Cox proportional hazards models were used to test the association between IBD and PD, with end point events including the first PD diagnosis, loss to follow-up, death or end of the study (June 2023), after which, the time interval from baseline to end point events was calculated. In our analysis, the hazard ratio (HR) value of the first level of the categorical variables was normalized to 1, serving as a reference for comparison with other levels. Then, we performed a survival analysis of the healthy control and IBD groups, drew survival curves using the Kaplan–Meier method and used the Log-rank test to examine the difference. Univariate Cox regression analysis was conducted to include variables that were statistically significant, which were then incorporated into a multivariate Cox regression model, and forest plots were drawn. Three multivariate Cox regression models were further constructed: Model 1 adjusted for age, gender, and ethnicity; Model 2 incorporated additional variables, including education level, frequency of alcohol consumption, smoking status and BMI; Model 3 included all 11 covariates for a comprehensive analysis. In the multivariate Cox regression analysis, we compared the incidence of PD among CD, UC and IBD-U and healthy controls, respectively. In addition, an interaction term between IBD status and PRS was created to examine whether the risk of PD is modified when genetic predisposition are considered. Further stratified analyses were performed by age and categorical variable to explore how the relationship between IBD status and PD risk might vary across subgroups. Finally, a sensitivity analysis was performed using PSM (nearest neighbor ratio of 1:1 without replacement and a caliper width of 0.02) to ensure robustness of the findings after adjusting for confounding factors. In addition, prodromal symptoms of PD, such as REM sleep behavior disorder, olfaction dysfunction, and autonomic nerve impairment, often appear years before a formal clinical diagnosis, so it is possible that some PD patients were prodromal at baseline and were assigned to be healthy controls (Berg et al., 2021). Then after excluding participants who developed PD within 5 to 10 years following the baseline, we re-conducted our analysis using multivariable Cox regression models. The Schoenfeld residual test was used to validate the proportional hazards assumption, and all statistical analyses were executed in R version 4.3.0, with p < 0.05 considered significant.

3. Results

3.1. Baseline characteristics

In the present study, 425,112 participants in total were included, comprising 421,825 individuals in the healthy control group and 3,287 patients in the IBD group (Supplementary Table 2). The latter group included 956 individuals with CD, 1,980 with UC, and 351 with IBD-U, whereas 29 participants from the IBD cohort were diagnosed with PD during the follow-up period. Over an average follow-up period of 13.92 years, there were 2,821 newly diagnosed cases of PD; however, no statistically significant differences were observed between the two groups in terms of gender, Townsend Deprivation Index or PRS. The proportion of White individuals (96.8% vs. 94.8%) and those with a non-university education level (70.3% vs. 66.5%) was higher in the IBD group compared to the healthy control group, which exhibited a larger proportion of individuals who never smoked (55.4% vs. 47.8%) and had a higher frequency of alcohol consumption (20.7% vs. 18.4%) compared to the IBD group. Moreover, within the healthy control group, a greater percentage of participants were without diabetes (91.8% vs. 88.9%) and hypertension (70.3% vs. 65.6%).

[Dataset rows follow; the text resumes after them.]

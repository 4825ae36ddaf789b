use std::collections::{HashMap, HashSet};
use std::fmt::{Debug, Formatter};

use itertools::Itertools;

use self::data_holders::{Edge, NbVertex, Vertex};
use self::enums::EdgeEnd;
use self::error::{GraphErr, GraphResult, IndexAccessError, NoSuchEdgeError};
use self::index_store::{IndexStore, VecIndexStore};
use self::indices::{EdgeI, VertexI};

pub mod data_holders;
pub mod enums;
pub mod error;
pub mod generators;
pub mod index_store;
pub mod indices;
pub mod io;

/// Undirected simple graph with index-stable vertices and edges.
pub struct Graph<N, E> {
    vertices: VecIndexStore<VertexI, Vertex<N>>,
    edges: VecIndexStore<EdgeI, Edge<E>>,
}

impl<N, E> Graph<N, E> {
    pub fn new() -> Graph<N, E> {
        Graph {
            vertices: VecIndexStore::new(),
            edges: VecIndexStore::new(),
        }
    }

    pub fn is_valid_vertex(&self, v: VertexI) -> bool {
        self.vertices.is_valid_index(v)
    }

    pub fn is_valid_edge(&self, e: EdgeI) -> bool {
        self.edges.is_valid_index(e)
    }

    pub fn try_vertex(&self, v: VertexI) -> Result<&Vertex<N>, IndexAccessError<VertexI>> {
        self.vertices.get(v).ok_or(IndexAccessError::new(v))
    }

    fn try_vertex_mut(&mut self, v: VertexI) -> Result<&mut Vertex<N>, IndexAccessError<VertexI>> {
        self.vertices.get_mut(v).ok_or(IndexAccessError::new(v))
    }

    pub fn try_edge(&self, e: EdgeI) -> Result<&Edge<E>, IndexAccessError<EdgeI>> {
        self.edges.get(e).ok_or(IndexAccessError::new(e))
    }

    pub fn is_empty(&self) -> bool {
        self.vertices.is_empty()
    }

    pub fn vertex_count(&self) -> usize {
        self.vertices.len()
    }

    pub fn edge_count(&self) -> usize {
        self.edges.len()
    }

    /// Vertex indices in ascending order.
    pub fn vertex_indices(&self) -> impl Iterator<Item = VertexI> + '_ {
        self.vertices.indices()
    }

    pub fn vertices(&self) -> impl Iterator<Item = &Vertex<N>> {
        self.vertices.values()
    }

    pub fn edges(&self) -> impl Iterator<Item = &Edge<E>> {
        self.edges.values()
    }

    /// Index the next call of `add_vertex` would assign.
    pub fn next_vertex_index(&self) -> VertexI {
        self.vertices.next_index()
    }

    pub fn max_vertex_index(&self) -> Option<VertexI> {
        self.vertices.indices().last()
    }

    pub fn neighbors(&self, v: VertexI) -> GraphResult<impl Iterator<Item = VertexI> + '_> {
        Ok(self.try_vertex(v)?.neighbors.iter().map(|nb| nb.other))
    }

    pub fn degree(&self, v: VertexI) -> GraphResult<usize> {
        Ok(self.try_vertex(v)?.degree())
    }

    pub fn has_edge(&self, v1: VertexI, v2: VertexI) -> bool {
        match self.vertices.get(v1) {
            Some(v) => v.has_nb(v2),
            None => false,
        }
    }

    pub fn get_edge(&self, v1: VertexI, v2: VertexI) -> GraphResult<EdgeI> {
        let v = self.try_vertex(v1)?;
        self.try_vertex(v2)?;

        v.neighbors
            .iter()
            .find(|nb| nb.other == v2)
            .map(|nb| nb.edge)
            .ok_or_else(|| GraphErr::from(NoSuchEdgeError::new(v1, v2)))
    }

    pub fn edge_endvertex(&self, e: EdgeI, end: EdgeEnd) -> GraphResult<VertexI> {
        Ok(self.try_edge(e)?.get_vertex(end))
    }

    pub fn edge_opposite_vertex(&self, e: EdgeI, v: VertexI) -> GraphResult<VertexI> {
        self.try_edge(e)?.get_other(v)
    }

    pub fn vertex_weight(&self, v: VertexI) -> Result<&N, IndexAccessError<VertexI>> {
        Ok(&self.try_vertex(v)?.weight)
    }

    pub fn set_vertex_weight(&mut self, v: VertexI, weight: N) -> Result<(), IndexAccessError<VertexI>> {
        self.try_vertex_mut(v)?.weight = weight;
        Ok(())
    }

    pub fn edge_weight(&self, e: EdgeI) -> Result<&E, IndexAccessError<EdgeI>> {
        Ok(&self.try_edge(e)?.weight)
    }

    pub fn add_vertex(&mut self, weight: N) -> VertexI {
        self.vertices.push(Vertex {
            id: VertexI(0),
            neighbors: Vec::new(),
            weight,
        })
    }

    /// Adds a vertex under a caller chosen index.
    /// # Errors
    /// Fails if the index is already taken.
    pub fn insert_vertex(&mut self, v: VertexI, weight: N) -> GraphResult<()> {
        self.vertices.insert(
            Vertex {
                id: v,
                neighbors: Vec::new(),
                weight,
            },
            v,
        )?;
        Ok(())
    }

    /// Adds the edge {v1, v2} with v1 as tail.
    /// # Errors
    /// Fails for invalid vertices, loops and edges that are already present.
    pub fn add_edge(&mut self, v1: VertexI, v2: VertexI, weight: E) -> GraphResult<EdgeI> {
        self.try_vertex(v2)?;
        if v1 == v2 {
            return GraphErr::new_err(&format!("Loop at {} would make the graph non-simple.", v1));
        }
        if self.try_vertex(v1)?.has_nb(v2) {
            return GraphErr::new_err(&format!(
                "Edge between {} and {} is already present.",
                v1, v2
            ));
        }

        let id = self.edges.push(Edge {
            id: EdgeI(0),
            tail: v1,
            head: v2,
            weight,
        });
        self.try_vertex_mut(v1)?.neighbors.push(NbVertex {
            other: v2,
            edge: id,
            end: EdgeEnd::Head,
        });
        self.try_vertex_mut(v2)?.neighbors.push(NbVertex {
            other: v1,
            edge: id,
            end: EdgeEnd::Tail,
        });
        Ok(id)
    }

    pub fn remove_edge(&mut self, v1: VertexI, v2: VertexI) -> GraphResult<Edge<E>> {
        let e = self.get_edge(v1, v2)?;
        self.try_vertex_mut(v1)?.neighbors.retain(|nb| nb.edge != e);
        self.try_vertex_mut(v2)?.neighbors.retain(|nb| nb.edge != e);
        self.edges
            .remove(e)
            .ok_or_else(|| GraphErr::from(IndexAccessError::new(e)))
    }

    /// Removes a vertex together with all incident edges.
    pub fn remove_vertex(&mut self, v: VertexI) -> GraphResult<Vertex<N>> {
        let others = self.try_vertex(v)?.neighbors.iter().map(|nb| nb.other).collect_vec();
        for other in others {
            self.remove_edge(v, other)?;
        }
        self.vertices
            .remove(v)
            .ok_or_else(|| GraphErr::from(IndexAccessError::new(v)))
    }

    pub fn is_connected(&self) -> bool {
        match self.vertex_indices().next() {
            None => true,
            Some(v) => self
                .connected_component(v)
                .map(|c| c.len() == self.vertex_count())
                .unwrap_or(false),
        }
    }

    /// Vertices reachable from 'vertex', in ascending order.
    pub fn connected_component(&self, vertex: VertexI) -> GraphResult<Vec<VertexI>> {
        self.try_vertex(vertex)?;

        let mut visited = HashSet::new();
        let mut to_visit = vec![vertex];

        while let Some(v) = to_visit.pop() {
            if !visited.insert(v) {
                continue;
            }
            for nb in &self.try_vertex(v)?.neighbors {
                if !visited.contains(&nb.other) {
                    to_visit.push(nb.other);
                }
            }
        }

        Ok(visited.into_iter().sorted().collect())
    }

    /// All connected components, largest first; ties are ordered by their lowest vertex.
    pub fn connected_components(&self) -> GraphResult<Vec<Vec<VertexI>>> {
        let mut seen = HashSet::new();
        let mut components = Vec::new();
        for v in self.vertex_indices() {
            if seen.contains(&v) {
                continue;
            }
            let component = self.connected_component(v)?;
            seen.extend(component.iter().copied());
            components.push(component);
        }
        components.sort_by(|a, b| b.len().cmp(&a.len()));
        Ok(components)
    }

    /// Copy of this graph with a fresh weight on every vertex and edge.
    pub fn map_weights<Nn, Ee>(&self, vertex_map: impl Fn(&N) -> Nn, edge_map: impl Fn(&E) -> Ee) -> Graph<Nn, Ee> {
        let mut g = Graph::new();
        for v in self.vertices() {
            // indices are unique in the source store
            let _ = g.insert_vertex(v.id, vertex_map(&v.weight));
        }
        for e in self.edges() {
            let _ = g.add_edge(e.tail, e.head, edge_map(&e.weight));
        }
        g
    }
}

impl<N: Clone, E: Clone> Graph<N, E> {
    /// Subgraph induced by 'keep'. The vertices keep their indices, weights are cloned.
    /// # Errors
    /// Fails if 'keep' names a vertex that is not in this graph.
    pub fn induced_subgraph<'a, I>(&self, keep: I) -> GraphResult<Graph<N, E>>
    where
        I: IntoIterator<Item = &'a VertexI>,
    {
        let mut sub = Graph::new();
        for &v in keep {
            if sub.is_valid_vertex(v) {
                continue;
            }
            sub.insert_vertex(v, self.try_vertex(v)?.weight.clone())?;
        }
        for e in self.edges() {
            if sub.is_valid_vertex(e.tail) && sub.is_valid_vertex(e.head) {
                sub.add_edge(e.tail, e.head, e.weight.clone())?;
            }
        }
        Ok(sub)
    }
}

impl<N: Clone, E: Clone> Clone for Graph<N, E> {
    fn clone(&self) -> Self {
        Graph {
            vertices: self.vertices.clone(),
            edges: self.edges.clone(),
        }
    }
}

impl<N, E> Default for Graph<N, E> {
    fn default() -> Self {
        Graph::new()
    }
}

impl<N, E> Debug for Graph<N, E> {
    fn fmt(&self, f: &mut Formatter<'_>) -> std::fmt::Result {
        writeln!(f, "{} vertices, {} edges", self.vertex_count(), self.edge_count())?;
        for v in self.vertices() {
            let nbs = v.neighbors.iter().map(|nb| nb.other).sorted().collect_vec();
            writeln!(f, "{}: {:?}", v.id, nbs)?;
        }
        Ok(())
    }
}

/// Maps every vertex of 'graph' to its position in ascending index order.
pub fn dense_positions<N, E>(graph: &Graph<N, E>) -> HashMap<VertexI, usize> {
    graph.vertex_indices().enumerate().map(|(i, v)| (v, i)).collect()
}

#[cfg(test)]
mod tests {
    use super::*;

    fn square() -> Graph<(), ()> {
        let mut g = Graph::new();
        let v = (0..4).map(|_| g.add_vertex(())).collect_vec();
        for i in 0..4 {
            g.add_edge(v[i], v[(i + 1) % 4], ()).unwrap();
        }
        g
    }

    #[test]
    fn test_add_edge_rejects_loops_and_duplicates() {
        let mut g = square();
        assert!(g.add_edge(VertexI(0), VertexI(0), ()).is_err());
        assert!(g.add_edge(VertexI(1), VertexI(0), ()).is_err());
        assert!(g.add_edge(VertexI(0), VertexI(9), ()).is_err());
        assert!(g.add_edge(VertexI(0), VertexI(2), ()).is_ok());
        assert_eq!(g.edge_count(), 5);
        assert_eq!(g.degree(VertexI(0)).unwrap(), 3);
    }

    #[test]
    fn test_edge_queries() {
        let g = square();
        let e = g.get_edge(VertexI(1), VertexI(2)).unwrap();
        assert_eq!(g.edge_opposite_vertex(e, VertexI(1)).unwrap(), VertexI(2));
        assert_eq!(g.edge_endvertex(e, EdgeEnd::Tail).unwrap(), VertexI(1));
        assert!(g.edge_opposite_vertex(e, VertexI(3)).is_err());
        assert!(g.get_edge(VertexI(0), VertexI(2)).is_err());
        assert!(g.has_edge(VertexI(3), VertexI(0)));
        assert!(!g.has_edge(VertexI(3), VertexI(1)));
    }

    #[test]
    fn test_remove_vertex_drops_incident_edges() {
        let mut g = square();
        g.remove_vertex(VertexI(1)).unwrap();
        assert_eq!(g.vertex_count(), 3);
        assert_eq!(g.edge_count(), 2);
        assert_eq!(g.neighbors(VertexI(0)).unwrap().collect_vec(), vec![VertexI(3)]);
        assert!(g.is_connected());
        g.remove_edge(VertexI(2), VertexI(3)).unwrap();
        assert!(!g.is_connected());
        assert_eq!(g.add_vertex(()), VertexI(1));
    }

    #[test]
    fn test_connected_components_largest_first() {
        let mut g: Graph<(), ()> = Graph::new();
        let v = (0..6).map(|_| g.add_vertex(())).collect_vec();
        g.add_edge(v[0], v[5], ()).unwrap();
        g.add_edge(v[1], v[2], ()).unwrap();
        g.add_edge(v[2], v[3], ()).unwrap();

        let components = g.connected_components().unwrap();
        assert_eq!(
            components,
            vec![
                vec![VertexI(1), VertexI(2), VertexI(3)],
                vec![VertexI(0), VertexI(5)],
                vec![VertexI(4)]
            ]
        );
    }

    #[test]
    fn test_induced_subgraph_keeps_indices() {
        let g = square();
        let sub = g.induced_subgraph(&[VertexI(1), VertexI(2), VertexI(3)]).unwrap();
        assert_eq!(sub.vertex_indices().collect_vec(), vec![VertexI(1), VertexI(2), VertexI(3)]);
        assert_eq!(sub.edge_count(), 2);
        assert!(sub.has_edge(VertexI(2), VertexI(3)));
        assert!(!sub.is_valid_vertex(VertexI(0)));
        assert!(g.induced_subgraph(&[VertexI(8)]).is_err());
    }

    #[test]
    fn test_empty_graph() {
        let g: Graph<(), ()> = Graph::new();
        assert!(g.is_empty());
        assert!(g.is_connected());
        assert!(g.connected_components().unwrap().is_empty());
        assert_eq!(g.max_vertex_index(), None);
    }
}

3.2. Association between IBD and PD

Based on the Kaplan–Meier method, during an average follow-up period of 13.93 years, there was no significant difference in the risk of developing PD between the healthy control group and the IBD group (Log-rank: p = 0.1) (Figure 2). Further, the Schoenfeld residual test indicated that the proportional hazards assumption was met in both groups. According to the results of the univariate Cox regression analysis (Figure 3), the IBD group exhibited an elevated but statistically non-significant risk of developing PD compared to the healthy control group (HR: 1.356, 95% CI: 0.941–1.955, p = 0.103), whereas in the three IBD subgroups (CD, UC, and IBD-U), we independently investigated their respective associations with PD employing multivariable Cox regression models for each subgroup, and consistent conclusions were obtained across all three categories.

Figure 2.

Figure 2

Kaplan–Meier plot for the cumulative probability of PD risk.

Figure 3.

Figure 3

Forest plot for univariate Cox regression analysis.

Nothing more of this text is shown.